The problem:
How do the lines below between the ones holding "for v in values" and "prop_assert_eq!(*events.borrow(), expected);", inclusive, read? Give them again exactly, with no other lines.

Entries shown:
»»

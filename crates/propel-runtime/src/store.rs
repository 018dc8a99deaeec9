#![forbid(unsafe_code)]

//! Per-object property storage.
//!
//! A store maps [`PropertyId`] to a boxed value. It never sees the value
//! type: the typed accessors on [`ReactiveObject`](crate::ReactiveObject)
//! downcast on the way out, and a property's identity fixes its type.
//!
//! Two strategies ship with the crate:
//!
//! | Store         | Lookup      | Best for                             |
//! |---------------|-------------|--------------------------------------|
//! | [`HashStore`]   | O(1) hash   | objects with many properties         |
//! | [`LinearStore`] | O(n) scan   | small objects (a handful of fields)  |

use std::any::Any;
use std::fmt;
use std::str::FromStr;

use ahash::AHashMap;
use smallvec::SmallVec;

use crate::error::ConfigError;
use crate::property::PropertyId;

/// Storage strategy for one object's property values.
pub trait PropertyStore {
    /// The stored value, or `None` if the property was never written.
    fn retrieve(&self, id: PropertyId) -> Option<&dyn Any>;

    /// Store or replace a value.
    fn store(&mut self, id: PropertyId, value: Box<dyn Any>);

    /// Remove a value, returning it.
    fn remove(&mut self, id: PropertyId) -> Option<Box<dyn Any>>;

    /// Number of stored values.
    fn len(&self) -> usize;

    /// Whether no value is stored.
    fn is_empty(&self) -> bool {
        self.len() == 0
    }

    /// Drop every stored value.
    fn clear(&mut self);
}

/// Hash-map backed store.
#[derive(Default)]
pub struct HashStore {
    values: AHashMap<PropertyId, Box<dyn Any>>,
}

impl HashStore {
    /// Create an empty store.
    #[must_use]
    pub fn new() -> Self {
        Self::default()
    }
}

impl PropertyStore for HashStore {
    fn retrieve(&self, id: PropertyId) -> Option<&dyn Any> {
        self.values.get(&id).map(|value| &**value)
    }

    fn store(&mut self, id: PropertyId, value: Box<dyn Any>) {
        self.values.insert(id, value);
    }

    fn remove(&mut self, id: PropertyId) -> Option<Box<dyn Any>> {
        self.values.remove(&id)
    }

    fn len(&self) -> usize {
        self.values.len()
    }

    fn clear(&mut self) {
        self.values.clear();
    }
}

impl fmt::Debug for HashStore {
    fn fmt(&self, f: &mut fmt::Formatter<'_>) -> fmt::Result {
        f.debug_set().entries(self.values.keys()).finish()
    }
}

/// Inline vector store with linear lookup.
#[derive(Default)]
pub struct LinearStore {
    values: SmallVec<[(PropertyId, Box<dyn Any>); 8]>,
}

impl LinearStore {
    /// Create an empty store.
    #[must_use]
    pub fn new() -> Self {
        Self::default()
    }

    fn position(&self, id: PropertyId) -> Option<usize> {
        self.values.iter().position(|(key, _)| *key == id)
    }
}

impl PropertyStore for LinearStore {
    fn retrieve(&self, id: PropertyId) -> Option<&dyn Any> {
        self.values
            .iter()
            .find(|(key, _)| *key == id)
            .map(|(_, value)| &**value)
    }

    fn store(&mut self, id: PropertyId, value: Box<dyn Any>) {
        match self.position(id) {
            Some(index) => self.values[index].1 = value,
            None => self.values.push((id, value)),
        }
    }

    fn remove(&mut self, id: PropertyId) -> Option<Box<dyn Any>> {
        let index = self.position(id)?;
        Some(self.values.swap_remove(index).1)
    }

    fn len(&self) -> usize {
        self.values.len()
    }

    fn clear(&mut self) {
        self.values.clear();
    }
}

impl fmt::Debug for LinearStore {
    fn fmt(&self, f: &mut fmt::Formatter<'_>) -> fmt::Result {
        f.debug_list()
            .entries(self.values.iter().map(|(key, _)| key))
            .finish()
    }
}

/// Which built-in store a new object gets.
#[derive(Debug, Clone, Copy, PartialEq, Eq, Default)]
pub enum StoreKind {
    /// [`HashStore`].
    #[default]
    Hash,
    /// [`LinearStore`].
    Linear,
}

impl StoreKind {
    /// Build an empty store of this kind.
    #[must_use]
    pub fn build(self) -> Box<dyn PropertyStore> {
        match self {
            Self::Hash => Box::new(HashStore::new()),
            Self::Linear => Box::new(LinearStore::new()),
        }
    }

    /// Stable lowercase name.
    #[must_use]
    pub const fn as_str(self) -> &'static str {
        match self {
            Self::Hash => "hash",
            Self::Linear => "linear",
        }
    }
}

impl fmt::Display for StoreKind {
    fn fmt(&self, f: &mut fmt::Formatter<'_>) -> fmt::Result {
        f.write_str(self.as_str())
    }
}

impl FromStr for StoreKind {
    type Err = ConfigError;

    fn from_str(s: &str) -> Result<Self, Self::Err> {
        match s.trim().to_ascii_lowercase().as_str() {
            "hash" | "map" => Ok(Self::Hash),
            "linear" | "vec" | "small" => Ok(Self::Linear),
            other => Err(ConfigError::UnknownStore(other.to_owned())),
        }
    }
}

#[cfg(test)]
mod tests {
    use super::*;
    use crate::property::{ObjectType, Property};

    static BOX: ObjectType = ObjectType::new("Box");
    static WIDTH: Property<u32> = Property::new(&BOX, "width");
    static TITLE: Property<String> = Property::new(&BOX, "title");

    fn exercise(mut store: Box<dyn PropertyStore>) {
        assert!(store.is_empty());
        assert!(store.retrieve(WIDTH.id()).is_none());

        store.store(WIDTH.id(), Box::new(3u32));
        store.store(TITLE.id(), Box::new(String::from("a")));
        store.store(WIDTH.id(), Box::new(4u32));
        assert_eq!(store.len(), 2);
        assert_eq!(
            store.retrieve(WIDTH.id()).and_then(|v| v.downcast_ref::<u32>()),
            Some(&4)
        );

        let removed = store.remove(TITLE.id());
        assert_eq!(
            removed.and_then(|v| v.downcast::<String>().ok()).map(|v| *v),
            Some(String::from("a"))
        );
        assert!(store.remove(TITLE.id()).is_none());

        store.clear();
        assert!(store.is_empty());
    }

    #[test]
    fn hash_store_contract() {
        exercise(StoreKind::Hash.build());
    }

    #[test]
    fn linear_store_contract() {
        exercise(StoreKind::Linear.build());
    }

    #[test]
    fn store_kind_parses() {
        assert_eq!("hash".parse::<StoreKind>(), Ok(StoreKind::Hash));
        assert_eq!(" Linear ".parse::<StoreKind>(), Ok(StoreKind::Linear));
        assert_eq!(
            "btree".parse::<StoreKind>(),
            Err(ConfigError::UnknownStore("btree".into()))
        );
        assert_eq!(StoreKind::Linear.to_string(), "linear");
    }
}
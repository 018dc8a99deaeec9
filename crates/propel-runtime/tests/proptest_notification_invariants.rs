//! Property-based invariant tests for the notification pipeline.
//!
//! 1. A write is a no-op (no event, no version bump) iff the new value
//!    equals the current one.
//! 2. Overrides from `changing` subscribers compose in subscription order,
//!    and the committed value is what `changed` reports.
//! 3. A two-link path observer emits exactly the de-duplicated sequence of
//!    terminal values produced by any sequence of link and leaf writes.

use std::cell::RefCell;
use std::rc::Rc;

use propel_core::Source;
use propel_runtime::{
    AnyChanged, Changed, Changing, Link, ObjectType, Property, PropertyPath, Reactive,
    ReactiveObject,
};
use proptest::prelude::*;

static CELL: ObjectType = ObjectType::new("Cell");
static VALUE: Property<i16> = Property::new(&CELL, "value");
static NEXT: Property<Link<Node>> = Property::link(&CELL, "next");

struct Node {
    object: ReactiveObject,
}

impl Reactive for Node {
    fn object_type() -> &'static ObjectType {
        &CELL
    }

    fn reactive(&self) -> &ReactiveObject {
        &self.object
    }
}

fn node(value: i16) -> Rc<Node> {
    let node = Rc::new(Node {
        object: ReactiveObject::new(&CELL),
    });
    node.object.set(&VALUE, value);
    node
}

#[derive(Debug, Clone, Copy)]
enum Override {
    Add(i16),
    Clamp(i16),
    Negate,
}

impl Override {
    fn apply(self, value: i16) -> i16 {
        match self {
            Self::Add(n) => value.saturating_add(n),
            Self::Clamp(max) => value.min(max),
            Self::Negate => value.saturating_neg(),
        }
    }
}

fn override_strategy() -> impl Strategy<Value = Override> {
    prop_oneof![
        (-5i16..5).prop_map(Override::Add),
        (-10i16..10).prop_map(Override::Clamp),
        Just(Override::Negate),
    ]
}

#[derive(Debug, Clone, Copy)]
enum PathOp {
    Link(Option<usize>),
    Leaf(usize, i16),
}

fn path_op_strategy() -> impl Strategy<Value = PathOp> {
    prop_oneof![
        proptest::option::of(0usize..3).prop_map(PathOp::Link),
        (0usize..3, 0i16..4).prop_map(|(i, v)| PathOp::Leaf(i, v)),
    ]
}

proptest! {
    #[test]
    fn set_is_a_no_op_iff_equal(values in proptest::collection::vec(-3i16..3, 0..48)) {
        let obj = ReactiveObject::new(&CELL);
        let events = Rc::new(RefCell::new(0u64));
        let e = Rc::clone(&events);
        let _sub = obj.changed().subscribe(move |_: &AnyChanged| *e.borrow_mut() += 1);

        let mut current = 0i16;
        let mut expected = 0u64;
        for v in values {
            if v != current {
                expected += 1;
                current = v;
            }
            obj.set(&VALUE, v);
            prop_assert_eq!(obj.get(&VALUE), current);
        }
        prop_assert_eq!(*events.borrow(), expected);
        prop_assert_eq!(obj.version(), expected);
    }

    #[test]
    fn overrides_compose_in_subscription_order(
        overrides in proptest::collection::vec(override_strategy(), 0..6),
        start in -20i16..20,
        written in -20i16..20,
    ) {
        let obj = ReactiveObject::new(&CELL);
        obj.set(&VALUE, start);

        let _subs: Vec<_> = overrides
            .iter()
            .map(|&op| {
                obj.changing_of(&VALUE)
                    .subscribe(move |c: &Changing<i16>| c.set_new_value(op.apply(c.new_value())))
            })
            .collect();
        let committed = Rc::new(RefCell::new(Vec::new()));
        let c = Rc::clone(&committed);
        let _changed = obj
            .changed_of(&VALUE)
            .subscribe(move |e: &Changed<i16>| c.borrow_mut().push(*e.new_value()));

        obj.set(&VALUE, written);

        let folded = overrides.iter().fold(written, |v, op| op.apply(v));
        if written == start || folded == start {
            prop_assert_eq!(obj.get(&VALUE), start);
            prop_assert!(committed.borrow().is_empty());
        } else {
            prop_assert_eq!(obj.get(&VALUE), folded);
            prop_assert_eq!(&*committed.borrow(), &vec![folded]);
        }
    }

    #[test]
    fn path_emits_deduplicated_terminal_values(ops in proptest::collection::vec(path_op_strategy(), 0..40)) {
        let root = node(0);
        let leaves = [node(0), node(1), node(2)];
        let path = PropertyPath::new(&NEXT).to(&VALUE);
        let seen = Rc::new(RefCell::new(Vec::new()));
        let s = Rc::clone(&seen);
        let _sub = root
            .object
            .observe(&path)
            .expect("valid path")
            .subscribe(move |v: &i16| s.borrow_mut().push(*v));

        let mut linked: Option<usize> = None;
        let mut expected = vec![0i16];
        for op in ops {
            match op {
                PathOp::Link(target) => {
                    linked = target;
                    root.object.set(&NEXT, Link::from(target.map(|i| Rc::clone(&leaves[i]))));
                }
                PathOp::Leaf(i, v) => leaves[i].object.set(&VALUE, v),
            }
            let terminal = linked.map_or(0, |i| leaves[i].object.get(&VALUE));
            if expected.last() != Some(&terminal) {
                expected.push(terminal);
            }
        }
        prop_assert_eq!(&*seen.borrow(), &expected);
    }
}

««

Answer for this exercise:
        for v in values {
            if v != current {
                expected += 1;
                current = v;
            }
            obj.set(&VALUE, v);
            prop_assert_eq!(obj.get(&VALUE), current);
        }
        prop_assert_eq!(*events.borrow(), expected);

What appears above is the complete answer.